(Information Opens)

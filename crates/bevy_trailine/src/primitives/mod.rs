mod rect;
mod surface;

pub use rect::Rect;
pub use surface::{RgbaSurface, Surface};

(Information Closes)

**What the task asks**
All of the lines above are to be restated word for word.

**Answer area**
filename crates/bevy_trailine/src/primitives/mod.rs
mod rect;
mod surface;

pub use rect::Rect;
pub use surface::{RgbaSurface, Surface};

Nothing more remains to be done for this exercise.